Russian military service
Ypsilantis in the uniform of a senior officer of the Russian Hussars, 1810s.
With the outbreak of the Russo-Turkish War in 1805, his father fled with family to Imperial Russia. The young Alexander had received a thorough education, becoming fluent in Russian, French, German and Romanian. At the age of 15, he was presented to the Russian Court, where he came under the patronage of Empress Maria Feodorovna.[1]
Monument of Alexander Ypsilanti, that contains bones, Champ de Mars, Athens, 1869
On 12 April 1808, he entered a commission in the prestigious Chevalier Guard Regiment with the rank of cornet. Moving rapidly up the ranks, he was promoted to lieutenant on 27 September 1810 and to Stabs-Rittmeister on 18 October of the same year.[1] During the French invasion of Russia, he fought in the battles of Klyastitsy and Polotsk. Promoted to full Rittmeister (captain) on 20 February 1813, he went on to participate in the Battle of Bautzen. On 6 July, he was transferred to the 6th Klyastitsy Hussar Regiment as lieutenant colonel, and participated with his new unit in the Battle of Dresden, where his right arm was torn off by a shell.[1]
Although he was immediately promoted to full colonel, it meant that Ypsilantis would not be able to see action again. However, he attended the Congress of Vienna, where he was a popular figure in society (see Auguste Louis Charles La Garde de Chambonas, Souvenirs), and earned the sympathy of Tsar Alexander I, who appointed him his aide-de-camp on 1 January 1816. In late 1817, at the age of 25, he became a major general and commander of the 1st Brigade of Hussars of the 1st Hussar Division.[1]
Preparations for the Greek insurrection
Playing cards from 1829 depicting heroes of the Greek War of Independence with Ypsilantis as the King of Spades. Historical and Ethnological Museum of Athens.
In 1820, on the refusal of Count Ioannis Kapodistrias, the Russian foreign minister, to accept the post of leader of the Filiki Eteria, the post was offered to Ypsilantis, who was then elected as the leader of the secret society.[2] Following that, he processed and approved the general plan of the Greek war of independence, which was revised during May 1820 at Bucharest, with the participation of rebel captains from mainland Greece.

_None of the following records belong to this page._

use std::path::PathBuf;

use anyhow::{Context, Result};
use clap::{Parser, Subcommand};
use tracing::{info, warn, Level};
use tracing_subscriber::FmtSubscriber;

use javalift::{
    build_request, export_download, read_source_file, GenerationConfig, LlmClient, Pipeline,
    PipelineConfig, RunMode, RunOutcome, StageId,
};

#[derive(Parser)]
#[command(name = "javalift")]
#[command(author, version, about = "Legacy Java review, documentation and refactoring pipeline", long_about = None)]
struct Cli {
    #[command(subcommand)]
    command: Commands,
}

#[derive(Subcommand)]
enum Commands {
    /// Run the review (and optionally validate + refactor) pipeline over a Java file
    Process {
        /// Legacy Java source file
        #[arg(short, long)]
        input: PathBuf,

        /// Stop after documentation or run the full refactor
        #[arg(short, long, value_enum, default_value_t = RunMode::Full)]
        mode: RunMode,

        /// Directory holding legacy_code/, docs/ and new_code/
        #[arg(short, long, default_value = ".")]
        workspace: PathBuf,

        /// Write this run's outputs under runs/<run-id>/ instead of the shared paths
        #[arg(long)]
        isolate: bool,

        /// Remove a run lock left behind by an interrupted run
        #[arg(long)]
        force_unlock: bool,

        /// Directory to save RefactoredCode.java into (full mode)
        #[arg(long)]
        export: Option<PathBuf>,

        /// Write the run report as JSON
        #[arg(long)]
        report: Option<PathBuf>,

        /// Verbose output
        #[arg(short, long)]
        verbose: bool,
    },

    /// Print the prompts a stage would send, without calling the model
    Prompts {
        /// Stage input: Java source for review, Markdown for validate/refactor
        #[arg(short, long)]
        input: PathBuf,

        #[arg(short, long, value_enum, default_value_t = StageId::Review)]
        stage: StageId,

        /// Verbose output
        #[arg(short, long)]
        verbose: bool,
    },
}

#[tokio::main]
async fn main() -> Result<()> {
    dotenvy::dotenv().ok();
    let cli = Cli::parse();

    match cli.command {
        Commands::Process {
            input,
            mode,
            workspace,
            isolate,
            force_unlock,
            export,
            report,
            verbose,
        } => {
            setup_logging(verbose);
            process(input, mode, workspace, isolate, force_unlock, export, report).await
        }
        Commands::Prompts {
            input,
            stage,
            verbose,
        } => {
            setup_logging(verbose);
            show_prompts(input, stage)
        }
    }
}

fn setup_logging(verbose: bool) {
    let level = if verbose { Level::DEBUG } else { Level::INFO };
    let subscriber = FmtSubscriber::builder().with_max_level(level).finish();
    tracing::subscriber::set_global_default(subscriber).ok();
}

async fn process(
    input: PathBuf,
    mode: RunMode,
    workspace: PathBuf,
    isolate: bool,
    force_unlock: bool,
    export: Option<PathBuf>,
    report_path: Option<PathBuf>,
) -> Result<()> {
    // Credential problems stop here, before any stage runs
    let config = GenerationConfig::from_env().context("Language model configuration")?;
    info!("Using {} model {}", config.provider, config.model);
    let client = LlmClient::new(config);

    let source = read_source_file(&input).context("Failed to load input source")?;
    info!(
        "Loaded {:?}: {} lines",
        input,
        source.content.lines().count()
    );

    let pipeline = Pipeline::new(
        &client,
        PipelineConfig {
            mode,
            workspace,
            isolate,
            force_unlock,
        },
    );
    let outcome = pipeline.run(&source).await?;

    print_outcome(&outcome);

    if let Some(path) = &report_path {
        let file = std::fs::File::create(path)
            .with_context(|| format!("Failed to create file: {:?}", path))?;
        serde_json::to_writer_pretty(file, &outcome.report).context("Failed to write JSON")?;
        info!("Run report written to {:?}", path);
    }

    if let (Some(dir), Some(download)) = (&export, &outcome.report.download) {
        let path = export_download(download, dir)?;
        info!("Saved {} ({}) to {:?}", download.file_name, download.mime, path);
    } else if export.is_some() {
        warn!("Nothing to export: no refactored code was produced");
    }

    let report = outcome.into_result()?;
    info!("Run {} complete ({:?})", report.run_id, report.state);
    Ok(())
}

fn print_outcome(outcome: &RunOutcome) {
    for stage in &outcome.report.stages {
        if !outcome.report.mode.stages().contains(&stage.stage) {
            continue;
        }

        println!("## {} [{:?}]", stage.label, stage.status);
        if let Some(artifact) = outcome.artifact(stage.stage) {
            println!();
            println!("{}", artifact.content());
        }
        println!();
        println!("### Logs");
        println!("{}", stage.trace_text());
        println!();
    }
}

fn show_prompts(input: PathBuf, stage: StageId) -> Result<()> {
    let text = std::fs::read_to_string(&input)
        .with_context(|| format!("Failed to read file: {:?}", input))?;
    let request = build_request(stage, &text);

    println!("=== System ({}) ===", stage);
    println!("{}", request.system);
    println!();
    println!("=== Task ===");
    println!("{}", request.user);
    Ok(())
}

The main points of the plan were:
to aid the simultaneous revolt of Serbs and Montenegrins.
to provoke a revolt in Wallachia, by also enlisting rebels from the Serbian lands, battle-hardened from the first and second Serbian uprisings.

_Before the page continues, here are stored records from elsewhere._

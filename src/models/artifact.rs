use std::fmt;

use clap::ValueEnum;
use serde::{Deserialize, Serialize};

use super::StageTrace;

/// Kind of text flowing through the pipeline
#[derive(Debug, Clone, Copy, PartialEq, Eq, Hash, Serialize, Deserialize)]
#[serde(rename_all = "snake_case")]
pub enum ArtifactKind {
    /// The uploaded legacy source
    Source,
    /// Reviewer output: Markdown describing behavior and outdated patterns
    ReviewDoc,
    /// Validator output: revised Markdown documentation
    ValidatedDoc,
    /// Refactorer output: modern Java source, fences stripped
    RefactoredCode,
}

impl ArtifactKind {
    /// Position in the hand-off chain (source is 0, stages are 1-3)
    pub fn sequence(self) -> u8 {
        match self {
            ArtifactKind::Source => 0,
            ArtifactKind::ReviewDoc => 1,
            ArtifactKind::ValidatedDoc => 2,
            ArtifactKind::RefactoredCode => 3,
        }
    }
}

/// One of the three pipeline stages
#[derive(Debug, Clone, Copy, PartialEq, Eq, Hash, Serialize, Deserialize, ValueEnum)]
#[serde(rename_all = "snake_case")]
pub enum StageId {
    Review,
    Validate,
    Refactor,
}

impl StageId {
    pub const ALL: [StageId; 3] = [StageId::Review, StageId::Validate, StageId::Refactor];

    /// 1-based stage number
    pub fn number(self) -> u8 {
        match self {
            StageId::Review => 1,
            StageId::Validate => 2,
            StageId::Refactor => 3,
        }
    }

    /// Artifact kind this stage consumes
    pub fn input_kind(self) -> ArtifactKind {
        match self {
            StageId::Review => ArtifactKind::Source,
            StageId::Validate => ArtifactKind::ReviewDoc,
            StageId::Refactor => ArtifactKind::ValidatedDoc,
        }
    }

    /// Artifact kind this stage produces
    pub fn output_kind(self) -> ArtifactKind {
        match self {
            StageId::Review => ArtifactKind::ReviewDoc,
            StageId::Validate => ArtifactKind::ValidatedDoc,
            StageId::Refactor => ArtifactKind::RefactoredCode,
        }
    }

    /// Human label used in status lines
    pub fn label(self) -> &'static str {
        match self {
            StageId::Review => "Agent 1: documentation",
            StageId::Validate => "Agent 2: documentation validation",
            StageId::Refactor => "Agent 3: code refactoring",
        }
    }
}

impl fmt::Display for StageId {
    fn fmt(&self, f: &mut fmt::Formatter<'_>) -> fmt::Result {
        write!(f, "stage {} ({})", self.number(), self.label())
    }
}

/// Immutable text payload handed from one stage to the next
#[derive(Debug, Clone, Serialize, Deserialize)]
pub struct Artifact {
    pub kind: ArtifactKind,
    content: String,
    /// Trace captured while the producing stage ran
    #[serde(default, skip_serializing_if = "Option::is_none")]
    pub trace: Option<StageTrace>,
}

impl Artifact {
    /// Wrap the uploaded source text
    pub fn source(content: impl Into<String>) -> Self {
        Self {
            kind: ArtifactKind::Source,
            content: content.into(),
            trace: None,
        }
    }

    /// Artifact produced by a stage invocation
    pub fn produced(stage: StageId, content: impl Into<String>, trace: StageTrace) -> Self {
        Self {
            kind: stage.output_kind(),
            content: content.into(),
            trace: Some(trace),
        }
    }

    pub fn content(&self) -> &str {
        &self.content
    }

    pub fn sequence(&self) -> u8 {
        self.kind.sequence()
    }

    pub fn is_empty(&self) -> bool {
        self.content.trim().is_empty()
    }
}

to provoke civil unrest in Istanbul through the use of agents, and burn the Ottoman fleet at the city's port.
to start the revolution in Greece in the Peloponnese, after Ypsilantis' arrival there.
Ypsilantis issued a declaration on 8 October 1820, announcing that he would soon be starting a revolt against the Ottoman empire.[3] Ypsilantis began his declaration by praising ancient Greece, writing: "Cast your eyes toward the seas, which are covered by our seafaring cousins, ready to follow the example of Salamis. Look to he land, and everywhere you will see Leonidas at the head of the patriotic Spartans".[4] Ypsilantis went on to say that the Greeks did not need foreign help as they could defeat the Turks on their own before going on to say that Russian support was assured.[5]
Campaign in Moldavia and Wallachia
Alexandros Ypsilantis crosses the Pruth by Peter von Hess, Benaki Museum, Athens.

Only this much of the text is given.